_TASK DIRECTIONS_.
The whole set of entries is to be restated word for word.

======== SOURCE MATERIAL ========

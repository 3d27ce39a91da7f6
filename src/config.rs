use crate::error::{Error, Result};
use crate::executor::{PanicStrategy, Priority};
use std::cmp::Ordering;
use std::fmt;
use std::time::Duration;

pub const DEFAULT_CORE_THREADS: usize = 4;
pub const DEFAULT_MAX_THREADS: usize = 4;
pub const DEFAULT_KEEP_ALIVE: Duration = Duration::ZERO;
pub const DEFAULT_QUEUE_CAPACITY: usize = 16;
pub const DEFAULT_REQUEUE_INTERVAL: Duration = Duration::from_secs(5);

/// Orders two priorities; `Greater` means the first one is dequeued earlier.
pub type PriorityComparator = fn(Priority, Priority) -> Ordering;

/// Higher priority values run first.
pub fn highest_first(a: Priority, b: Priority) -> Ordering {
    a.cmp(&b)
}

/// Lower priority values run first.
pub fn lowest_first(a: Priority, b: Priority) -> Ordering {
    b.cmp(&a)
}

/// How a pool's admission queue orders pending tasks.
#[derive(Clone, Copy)]
pub enum QueueOrder {
    Fifo,
    /// Ordered by the comparator; equal priorities keep submission order.
    Priority(PriorityComparator),
}

impl QueueOrder {
    /// Priority ordering with the highest priority dequeued first.
    pub fn priority() -> Self {
        QueueOrder::Priority(highest_first)
    }

    pub fn is_priority(&self) -> bool {
        matches!(self, QueueOrder::Priority(_))
    }
}

impl Default for QueueOrder {
    fn default() -> Self {
        QueueOrder::Fifo
    }
}

impl fmt::Debug for QueueOrder {
    fn fmt(&self, f: &mut fmt::Formatter<'_>) -> fmt::Result {
        match self {
            QueueOrder::Fifo => f.write_str("Fifo"),
            QueueOrder::Priority(_) => f.write_str("Priority"),
        }
    }
}

#[derive(Debug, Clone)]
pub struct PoolConfig {
    pub core_threads: usize,
    pub max_threads: usize,
    pub keep_alive: Duration,
    pub order: QueueOrder,
    pub queue_capacity: usize,
    pub panic_strategy: PanicStrategy,
    pub stack_size: Option<usize>,
    /// Worker threads are named `{prefix}-{pool}-{n}`.
    pub thread_name_prefix: String,
}

impl Default for PoolConfig {
    fn default() -> Self {
        Self {
            core_threads: DEFAULT_CORE_THREADS,
            max_threads: DEFAULT_MAX_THREADS,
            keep_alive: DEFAULT_KEEP_ALIVE,
            order: QueueOrder::Fifo,
            queue_capacity: DEFAULT_QUEUE_CAPACITY,
            panic_strategy: PanicStrategy::default(),
            stack_size: None,
            thread_name_prefix: "spillway".to_string(),
        }
    }
}

impl PoolConfig {
    pub fn builder() -> PoolConfigBuilder {
        PoolConfigBuilder::new()
    }

    pub fn validate(&self) -> Result<()> {
        if self.max_threads == 0 {
            return Err(Error::config("max_threads must be > 0"));
        }

        if self.core_threads > self.max_threads {
            return Err(Error::config(format!(
                "core_threads ({}) must not exceed max_threads ({})",
                self.core_threads, self.max_threads
            )));
        }

        if self.queue_capacity == 0 {
            return Err(Error::config("queue_capacity must be > 0"));
        }

        if let Some(0) = self.stack_size {
            return Err(Error::config("stack_size must be > 0"));
        }

        Ok(())
    }
}

#[derive(Debug, Default)]
pub struct PoolConfigBuilder {
    config: PoolConfig,
}

impl PoolConfigBuilder {
    pub fn new() -> Self {
        Self {
            config: PoolConfig::default(),
        }
    }

    pub fn core_threads(mut self, n: usize) -> Self {
        self.config.core_threads = n;
        self
    }

    pub fn max_threads(mut self, n: usize) -> Self {
        self.config.max_threads = n;
        self
    }

    /// Sets core and max to the same value.
    pub fn fixed_threads(self, n: usize) -> Self {
        self.core_threads(n).max_threads(n)
    }

    pub fn keep_alive(mut self, keep_alive: Duration) -> Self {
        self.config.keep_alive = keep_alive;
        self
    }

    pub fn order(mut self, order: QueueOrder) -> Self {
        self.config.order = order;
        self
    }

    pub fn priority_mode(mut self, enabled: bool) -> Self {
        self.config.order = if enabled {
            QueueOrder::priority()
        } else {
            QueueOrder::Fifo
        };
        self
    }

    pub fn queue_capacity(mut self, capacity: usize) -> Self {
        self.config.queue_capacity = capacity;
        self
    }

    pub fn panic_strategy(mut self, strategy: PanicStrategy) -> Self {
        self.config.panic_strategy = strategy;
        self
    }

    pub fn stack_size(mut self, size: usize) -> Self {
        self.config.stack_size = Some(size);
        self
    }

    pub fn thread_name_prefix<S: Into<String>>(mut self, prefix: S) -> Self {
        self.config.thread_name_prefix = prefix.into();
        self
    }

    pub fn build(self) -> Result<PoolConfig> {
        self.config.validate()?;
        Ok(self.config)
    }
}

#[derive(Debug, Clone)]
pub struct RegistryConfig {
    /// Period of the shared requeue tick.
    pub requeue_interval: Duration,
    pub scheduler_thread_name: String,
}

impl Default for RegistryConfig {
    fn default() -> Self {
        Self {
            requeue_interval: DEFAULT_REQUEUE_INTERVAL,
            scheduler_thread_name: "spillway-requeue".to_string(),
        }
    }
}

impl RegistryConfig {
    pub fn builder() -> RegistryConfigBuilder {
        RegistryConfigBuilder::new()
    }

    pub fn validate(&self) -> Result<()> {
        if self.requeue_interval.is_zero() {
            return Err(Error::config("requeue_interval must be > 0"));
        }
        Ok(())
    }
}

#[derive(Debug, Default)]
pub struct RegistryConfigBuilder {
    config: RegistryConfig,
}

impl RegistryConfigBuilder {
    pub fn new() -> Self {
        Self {
            config: RegistryConfig::default(),
        }
    }

    pub fn requeue_interval(mut self, interval: Duration) -> Self {
        self.config.requeue_interval = interval;
        self
    }

    pub fn scheduler_thread_name<S: Into<String>>(mut self, name: S) -> Self {
        self.config.scheduler_thread_name = name.into();
        self
    }

    pub fn build(self) -> Result<RegistryConfig> {
        self.config.validate()?;
        Ok(self.config)
    }
}

#[cfg(test)]
mod tests {
    use super::*;

    #[test]
    fn test_defaults() {
        let config = PoolConfig::default();
        assert_eq!(config.core_threads, 4);
        assert_eq!(config.max_threads, 4);
        assert_eq!(config.keep_alive, Duration::ZERO);
        assert_eq!(config.queue_capacity, 16);
        assert!(!config.order.is_priority());
        assert!(config.validate().is_ok());

        assert_eq!(RegistryConfig::default().requeue_interval, Duration::from_secs(5));
    }

    #[test]
    fn test_builder_rejects_bad_sizing() {
        let err = PoolConfig::builder().max_threads(0).core_threads(0).build();
        assert!(err.unwrap_err().is_config());

        let err = PoolConfig::builder().core_threads(3).max_threads(2).build();
        assert!(err.is_err());

        let err = PoolConfig::builder().queue_capacity(0).build();
        assert!(err.is_err());

        let err = RegistryConfig::builder()
            .requeue_interval(Duration::ZERO)
            .build();
        assert!(err.is_err());
    }

    #[test]
    fn test_builder_accepts_zero_core() {
        let config = PoolConfig::builder()
            .core_threads(0)
            .max_threads(2)
            .keep_alive(Duration::from_millis(50))
            .priority_mode(true)
            .build()
            .unwrap();

        assert_eq!(config.core_threads, 0);
        assert!(config.order.is_priority());
    }

    #[test]
    fn test_comparators() {
        assert_eq!(highest_first(Priority::HIGH, Priority::LOW), Ordering::Greater);
        assert_eq!(lowest_first(Priority::HIGH, Priority::LOW), Ordering::Less);
    }
}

========

_FINAL ANSWER_.
repository 3d27ce39a91da7f6
filename src/config.rs
use crate::error::{Error, Result};
use crate::executor::{PanicStrategy, Priority};
use std::cmp::Ordering;
use std::fmt;
use std::time::Duration;

pub const DEFAULT_CORE_THREADS: usize = 4;
pub const DEFAULT_MAX_THREADS: usize = 4;
pub const DEFAULT_KEEP_ALIVE: Duration = Duration::ZERO;
pub const DEFAULT_QUEUE_CAPACITY: usize = 16;
pub const DEFAULT_REQUEUE_INTERVAL: Duration = Duration::from_secs(5);

/// Orders two priorities; `Greater` means the first one is dequeued earlier.
pub type PriorityComparator = fn(Priority, Priority) -> Ordering;

/// Higher priority values run first.
pub fn highest_first(a: Priority, b: Priority) -> Ordering {
    a.cmp(&b)
}

/// Lower priority values run first.
pub fn lowest_first(a: Priority, b: Priority) -> Ordering {
    b.cmp(&a)
}

/// How a pool's admission queue orders pending tasks.
#[derive(Clone, Copy)]
pub enum QueueOrder {
    Fifo,
    /// Ordered by the comparator; equal priorities keep submission order.
    Priority(PriorityComparator),
}

impl QueueOrder {
    /// Priority ordering with the highest priority dequeued first.
    pub fn priority() -> Self {
        QueueOrder::Priority(highest_first)
    }

    pub fn is_priority(&self) -> bool {
        matches!(self, QueueOrder::Priority(_))
    }
}

impl Default for QueueOrder {
    fn default() -> Self {
        QueueOrder::Fifo
    }
}

impl fmt::Debug for QueueOrder {
    fn fmt(&self, f: &mut fmt::Formatter<'_>) -> fmt::Result {
        match self {
            QueueOrder::Fifo => f.write_str("Fifo"),
            QueueOrder::Priority(_) => f.write_str("Priority"),
        }
    }
}

#[derive(Debug, Clone)]
pub struct PoolConfig {
    pub core_threads: usize,
    pub max_threads: usize,
    pub keep_alive: Duration,
    pub order: QueueOrder,
    pub queue_capacity: usize,
    pub panic_strategy: PanicStrategy,
    pub stack_size: Option<usize>,
    /// Worker threads are named `{prefix}-{pool}-{n}`.
    pub thread_name_prefix: String,
}

impl Default for PoolConfig {
    fn default() -> Self {
        Self {
            core_threads: DEFAULT_CORE_THREADS,
            max_threads: DEFAULT_MAX_THREADS,
            keep_alive: DEFAULT_KEEP_ALIVE,
            order: QueueOrder::Fifo,
            queue_capacity: DEFAULT_QUEUE_CAPACITY,
            panic_strategy: PanicStrategy::default(),
            stack_size: None,
            thread_name_prefix: "spillway".to_string(),
        }
    }
}

impl PoolConfig {
    pub fn builder() -> PoolConfigBuilder {
        PoolConfigBuilder::new()
    }

    pub fn validate(&self) -> Result<()> {
        if self.max_threads == 0 {
            return Err(Error::config("max_threads must be > 0"));
        }

        if self.core_threads > self.max_threads {
            return Err(Error::config(format!(
                "core_threads ({}) must not exceed max_threads ({})",
                self.core_threads, self.max_threads
            )));
        }

        if self.queue_capacity == 0 {
            return Err(Error::config("queue_capacity must be > 0"));
        }

        if let Some(0) = self.stack_size {
            return Err(Error::config("stack_size must be > 0"));
        }

        Ok(())
    }
}

#[derive(Debug, Default)]
pub struct PoolConfigBuilder {
    config: PoolConfig,
}

impl PoolConfigBuilder {
    pub fn new() -> Self {
        Self {
            config: PoolConfig::default(),
        }
    }

    pub fn core_threads(mut self, n: usize) -> Self {
        self.config.core_threads = n;
        self
    }

    pub fn max_threads(mut self, n: usize) -> Self {
        self.config.max_threads = n;
        self
    }

    /// Sets core and max to the same value.
    pub fn fixed_threads(self, n: usize) -> Self {
        self.core_threads(n).max_threads(n)
    }

    pub fn keep_alive(mut self, keep_alive: Duration) -> Self {
        self.config.keep_alive = keep_alive;
        self
    }

    pub fn order(mut self, order: QueueOrder) -> Self {
        self.config.order = order;
        self
    }

    pub fn priority_mode(mut self, enabled: bool) -> Self {
        self.config.order = if enabled {
            QueueOrder::priority()
        } else {
            QueueOrder::Fifo
        };
        self
    }

    pub fn queue_capacity(mut self, capacity: usize) -> Self {
        self.config.queue_capacity = capacity;
        self
    }

    pub fn panic_strategy(mut self, strategy: PanicStrategy) -> Self {
        self.config.panic_strategy = strategy;
        self
    }

    pub fn stack_size(mut self, size: usize) -> Self {
        self.config.stack_size = Some(size);
        self
    }

    pub fn thread_name_prefix<S: Into<String>>(mut self, prefix: S) -> Self {
        self.config.thread_name_prefix = prefix.into();
        self
    }

    pub fn build(self) -> Result<PoolConfig> {
        self.config.validate()?;
        Ok(self.config)
    }
}

#[derive(Debug, Clone)]
pub struct RegistryConfig {
    /// Period of the shared requeue tick.
    pub requeue_interval: Duration,
    pub scheduler_thread_name: String,
}

impl Default for RegistryConfig {
    fn default() -> Self {
        Self {
            requeue_interval: DEFAULT_REQUEUE_INTERVAL,
            scheduler_thread_name: "spillway-requeue".to_string(),
        }
    }
}

impl RegistryConfig {
    pub fn builder() -> RegistryConfigBuilder {
        RegistryConfigBuilder::new()
    }

    pub fn validate(&self) -> Result<()> {
        if self.requeue_interval.is_zero() {
            return Err(Error::config("requeue_interval must be > 0"));
        }
        Ok(())
    }
}

#[derive(Debug, Default)]
pub struct RegistryConfigBuilder {
    config: RegistryConfig,
}

impl RegistryConfigBuilder {
    pub fn new() -> Self {
        Self {
            config: RegistryConfig::default(),
        }
    }

    pub fn requeue_interval(mut self, interval: Duration) -> Self {
        self.config.requeue_interval = interval;
        self
    }

    pub fn scheduler_thread_name<S: Into<String>>(mut self, name: S) -> Self {
        self.config.scheduler_thread_name = name.into();
        self
    }

    pub fn build(self) -> Result<RegistryConfig> {
        self.config.validate()?;
        Ok(self.config)
    }
}

#[cfg(test)]
mod tests {
    use super::*;

    #[test]
    fn test_defaults() {
        let config = PoolConfig::default();
        assert_eq!(config.core_threads, 4);
        assert_eq!(config.max_threads, 4);
        assert_eq!(config.keep_alive, Duration::ZERO);
        assert_eq!(config.queue_capacity, 16);
        assert!(!config.order.is_priority());
        assert!(config.validate().is_ok());

        assert_eq!(RegistryConfig::default().requeue_interval, Duration::from_secs(5));
    }

    #[test]
    fn test_builder_rejects_bad_sizing() {
        let err = PoolConfig::builder().max_threads(0).core_threads(0).build();
        assert!(err.unwrap_err().is_config());

        let err = PoolConfig::builder().core_threads(3).max_threads(2).build();
        assert!(err.is_err());

        let err = PoolConfig::builder().queue_capacity(0).build();
        assert!(err.is_err());

        let err = RegistryConfig::builder()
            .requeue_interval(Duration::ZERO)
            .build();
        assert!(err.is_err());
    }

    #[test]
    fn test_builder_accepts_zero_core() {
        let config = PoolConfig::builder()
            .core_threads(0)
            .max_threads(2)
            .keep_alive(Duration::from_millis(50))
            .priority_mode(true)
            .build()
            .unwrap();

        assert_eq!(config.core_threads, 0);
        assert!(config.order.is_priority());
    }

    #[test]
    fn test_comparators() {
        assert_eq!(highest_first(Priority::HIGH, Priority::LOW), Ordering::Greater);
        assert_eq!(lowest_first(Priority::HIGH, Priority::LOW), Ordering::Less);
    }
}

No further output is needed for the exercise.